What looked like smooth sailing last month for the passage of legislation to extend the powers of private, for-profit probation companies hit a snag this week.
House Bill 837 breezed through the House committee with only a single vote in opposition, but when it reached the House floor for a vote Monday, amendments were added, troubles began and the bill was tabled.
Supporters can still resurrect the bill, which was put forth to counter an order by Augusta Judicial Circuit Superior Court Judge Daniel J. Craig.
On Sept. 16, Craig ruled the law does not allow private probation companies to seek the extension of misdemeanor probation sentences past the original expiration date, and that private probation firms operating in Richmond and Columbia counties – where a series of civil lawsuits have been filed against Sentinel Offender Services – are not allowed to use and collect fees for electronic monitoring.
Craig’s ruling in the pending lawsuits has been appealed to the Georgia Supreme Court.
Sentinel and the Richmond County State Court judges contend people sentenced to misdemeanor probation terms will have no reason comply with court-ordered conditions of probation if they can avoid any possible punishment by staying out of the court’s grasp until the expiration of their original sentence. Supporters of House Bill 837 make the same point, according to coverage in The Atlanta Journal-Constitution.

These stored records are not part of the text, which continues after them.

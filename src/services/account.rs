//! Account service
//!
//! Asset and liability accounts with user-maintained balances. Transactions
//! may point at an account, but balances are set directly (statement
//! balances), the way net worth is tracked.

use tracing::info;

use crate::error::{SpendwiseError, SpendwiseResult};
use crate::models::{Account, AccountId, AccountType, Money};
use crate::storage::Storage;

/// Service for account management
pub struct AccountService<'a> {
    storage: &'a Storage,
}

/// An account with figures computed from its transactions
#[derive(Debug, Clone)]
pub struct AccountSummary {
    pub account: Account,
    pub transaction_count: usize,
    /// Sum of the account's transaction amounts
    pub activity: Money,
}

/// Input for creating an account
#[derive(Debug, Clone)]
pub struct CreateAccountInput {
    pub name: String,
    pub account_type: AccountType,
    pub currency: String,
    pub balance: Money,
    pub category: Option<String>,
}

impl<'a> AccountService<'a> {
    pub fn new(storage: &'a Storage) -> Self {
        Self { storage }
    }

    pub fn create(&self, input: CreateAccountInput) -> SpendwiseResult<Account> {
        let name = input.name.trim();
        if name.is_empty() {
            return Err(SpendwiseError::Validation(
                "Account name cannot be empty".into(),
            ));
        }

        if self.get_by_name(name)?.is_some() {
            return Err(SpendwiseError::Duplicate {
                entity_type: "Account",
                identifier: name.to_string(),
            });
        }

        let mut account =
            Account::with_balance(name, input.account_type, input.currency, input.balance);
        account.category = input
            .category
            .map(|c| c.trim().to_string())
            .filter(|c| !c.is_empty());

        account
            .validate()
            .map_err(|e| SpendwiseError::Validation(e.to_string()))?;

        self.storage.accounts.upsert(account.clone())?;
        self.storage.accounts.save()?;
        info!(account = %account.name, kind = ?account.kind(), "created account");

        Ok(account)
    }

    pub fn get(&self, id: AccountId) -> SpendwiseResult<Option<Account>> {
        self.storage.accounts.get(id)
    }

    /// Get an account by name (case-insensitive)
    pub fn get_by_name(&self, name: &str) -> SpendwiseResult<Option<Account>> {
        let name = name.trim();
        self.storage
            .accounts
            .find(|a| a.name.eq_ignore_ascii_case(name))
    }

    /// Find an account by name or ID
    pub fn find(&self, identifier: &str) -> SpendwiseResult<Option<Account>> {
        if let Some(account) = self.get_by_name(identifier)? {
            return Ok(Some(account));
        }
        self.storage.accounts.find(|a| a.id.matches(identifier))
    }

    /// Find an account or fail with a not-found error
    pub fn require(&self, identifier: &str) -> SpendwiseResult<Account> {
        self.find(identifier)?
            .ok_or_else(|| SpendwiseError::account_not_found(identifier))
    }

    /// Accounts ordered assets first, then by name
    pub fn list(&self, include_archived: bool) -> SpendwiseResult<Vec<Account>> {
        self.storage
            .accounts
            .filter(|a| include_archived || !a.archived)
    }

    pub fn list_with_summaries(&self, include_archived: bool) -> SpendwiseResult<Vec<AccountSummary>> {
        self.list(include_archived)?
            .into_iter()
            .map(|account| self.get_summary(account))
            .collect()
    }

    pub fn get_summary(&self, account: Account) -> SpendwiseResult<AccountSummary> {
        let transactions = self.storage.transactions.get_by_account(account.id)?;
        Ok(AccountSummary {
            transaction_count: transactions.len(),
            activity: transactions.iter().map(|t| t.amount).sum(),
            account,
        })
    }

    /// Record a new balance (e.g. from a statement)
    pub fn set_balance(&self, id: AccountId, balance: Money) -> SpendwiseResult<Account> {
        let mut account = self.load(id)?;
        account.set_balance(balance);
        self.storage.accounts.upsert(account.clone())?;
        self.storage.accounts.save()?;
        Ok(account)
    }

    pub fn rename(&self, id: AccountId, name: &str) -> SpendwiseResult<Account> {
        let mut account = self.load(id)?;
        let name = name.trim();
        if name.is_empty() {
            return Err(SpendwiseError::Validation(
                "Account name cannot be empty".into(),
            ));
        }
        if let Some(other) = self.get_by_name(name)? {
            if other.id != id {
                return Err(SpendwiseError::Duplicate {
                    entity_type: "Account",
                    identifier: name.to_string(),
                });
            }
        }

        account.name = name.to_string();
        account.updated_at = chrono::Utc::now();
        account
            .validate()
            .map_err(|e| SpendwiseError::Validation(e.to_string()))?;

        self.storage.accounts.upsert(account.clone())?;
        self.storage.accounts.save()?;
        Ok(account)
    }

    /// Archive an account (soft delete)
    pub fn archive(&self, id: AccountId) -> SpendwiseResult<Account> {
        let mut account = self.load(id)?;
        if account.archived {
            return Err(SpendwiseError::Validation(
                "Account is already archived".into(),
            ));
        }
        account.archive();
        self.storage.accounts.upsert(account.clone())?;
        self.storage.accounts.save()?;
        Ok(account)
    }

    pub fn unarchive(&self, id: AccountId) -> SpendwiseResult<Account> {
        let mut account = self.load(id)?;
        if !account.archived {
            return Err(SpendwiseError::Validation("Account is not archived".into()));
        }
        account.unarchive();
        self.storage.accounts.upsert(account.clone())?;
        self.storage.accounts.save()?;
        Ok(account)
    }

    fn load(&self, id: AccountId) -> SpendwiseResult<Account> {
        self.storage
            .accounts
            .get(id)?
            .ok_or_else(|| SpendwiseError::account_not_found(id.to_string()))
    }
}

But the civil attorneys who filed the suit, the international civil rights group Human Rights Watch and critics of the House bill contend the current practice has enabled private probation companies to make millions of dollars in fees from people who can be and are jailed because they cannot pay court and private probation company fees.
Human Rights Watch estimated that in Georgia alone, private probation companies make $40 million annually.